Il metodo utilizza uno strumento molto sensibile in grado di riconoscere diversi molecole biologiche e chimiche in un campione.

L’obiettivo di questa ricerca è quello di proporre un metodo che sia riproducibile, non necessiti di operazioni preliminari costose e complicate (come ad esempio processi di elaborazione preventiva del campione), insomma, un metodo che sia il più possibile comodo e immediato per il paziente.

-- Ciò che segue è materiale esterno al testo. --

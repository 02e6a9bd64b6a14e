//! Per-attempt reporting records.

use std::time::Duration;

use serde::{Deserialize, Serialize};

use crate::taxonomy::{
    AttemptResult, ConnectionType, DownloadErrorCode, DownloadSource, ErrorCode, PayloadType,
};

/// One terminated update attempt.
///
/// Created by the update driver when an attempt reaches a verdict and
/// consumed immediately by the reporter; never retained afterward.
/// `internal_error_code` must name a specific cause whenever
/// `attempt_result` is a failure.
#[derive(Debug, Clone, PartialEq, Serialize, Deserialize)]
pub struct AttemptRecord {
    pub attempt_number: i32,
    pub payload_type: PayloadType,
    /// Wall-clock time spent on the attempt.
    pub duration: Duration,
    /// Attempt time excluding suspend.
    pub duration_uptime: Duration,
    pub payload_size: i64,
    pub attempt_result: AttemptResult,
    pub internal_error_code: Option<ErrorCode>,
}

/// One download phase within an attempt.
///
/// `download_speed_bps` is derived by the driver so that driver and
/// reporter share a single definition of elapsed time; the reporter
/// never recomputes it. `download_error_code` is present only when the
/// phase failed.
#[derive(Debug, Clone, PartialEq, Serialize, Deserialize)]
pub struct DownloadRecord {
    pub bytes_downloaded: i64,
    pub download_speed_bps: i64,
    pub download_source: DownloadSource,
    pub download_error_code: Option<DownloadErrorCode>,
    pub connection_type: ConnectionType,
}

/// Average download speed in bytes per second.
///
/// Reference derivation for `DownloadRecord::download_speed_bps`. A zero
/// elapsed time yields 0 rather than a division fault.
pub fn download_speed_bps(bytes_downloaded: i64, elapsed: Duration) -> i64 {
    let millis = elapsed.as_millis();
    if millis == 0 {
        return 0;
    }
    ((bytes_downloaded as i128 * 1000) / millis as i128) as i64
}

#[cfg(test)]
mod tests {
    use super::*;
    use proptest::prelude::*;

    #[test]
    fn test_speed_zero_elapsed() {
        assert_eq!(download_speed_bps(50_000_000, Duration::ZERO), 0);
    }

    #[test]
    fn test_speed_known_value() {
        // 10 MB over 4 seconds = 2.5 MB/s.
        assert_eq!(
            download_speed_bps(10_000_000, Duration::from_secs(4)),
            2_500_000
        );
    }

    #[test]
    fn test_speed_sub_second_elapsed() {
        assert_eq!(
            download_speed_bps(1_000, Duration::from_millis(250)),
            4_000
        );
    }

    proptest! {
        #[test]
        fn speed_is_non_negative_for_non_negative_bytes(
            bytes in 0i64..,
            millis in 0u64..u64::MAX / 2,
        ) {
            prop_assert!(download_speed_bps(bytes, Duration::from_millis(millis)) >= 0);
        }
    }
}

Negli anni sono stati sviluppate molte tecniche di analisi per determinare la quantità di glutine contenuta in cibi e bevande. La più diffusa è quella nota come ELISA, ed infatti sono disponibili sul mercato svariati dispositivi basati proprio su questo metodo. I dati ottenuti però sono complessi da analizzare e quindi non soddisferebbero le esigenze di facilità di esecuzione e di immediatezza che sono così essenziali in questo campo.

Il gruppo spagnolo ha realizzato un sensore SPR (Surface Plasmon Resonance, per i pochi che possono essere interessati ai dettagli tecnici) allo scopo, che è stato testato, come da prassi, su un gruppo di pazienti celiaci e un gruppo di controllo di pazienti sani. L’intera misura su un singolo campione richiede circs 20 minuti, il dispositivo è portatile, e ottiene risultati comparabili con quelli ottenuti con ELISA, che però, basandosi su uno spettrometro di massa, richiede tempo, è costosa e richiede lunghe e costose procedure di pretrattamento ed elaborazione dei campioni.

Malgrado l’estrema variabilità dell’urina, la metodica sviluppata risulta assai promettente.

Si tratta comunque di uno studio sperimentale, di ricerca, il gruppo che lo ha effettuato sta andando avanti facendo altre prove e migliorando le prestazioni del device.

Ancora non sono pertanto disponibili dispositivi commerciali che effettuino questo tipo di analisi.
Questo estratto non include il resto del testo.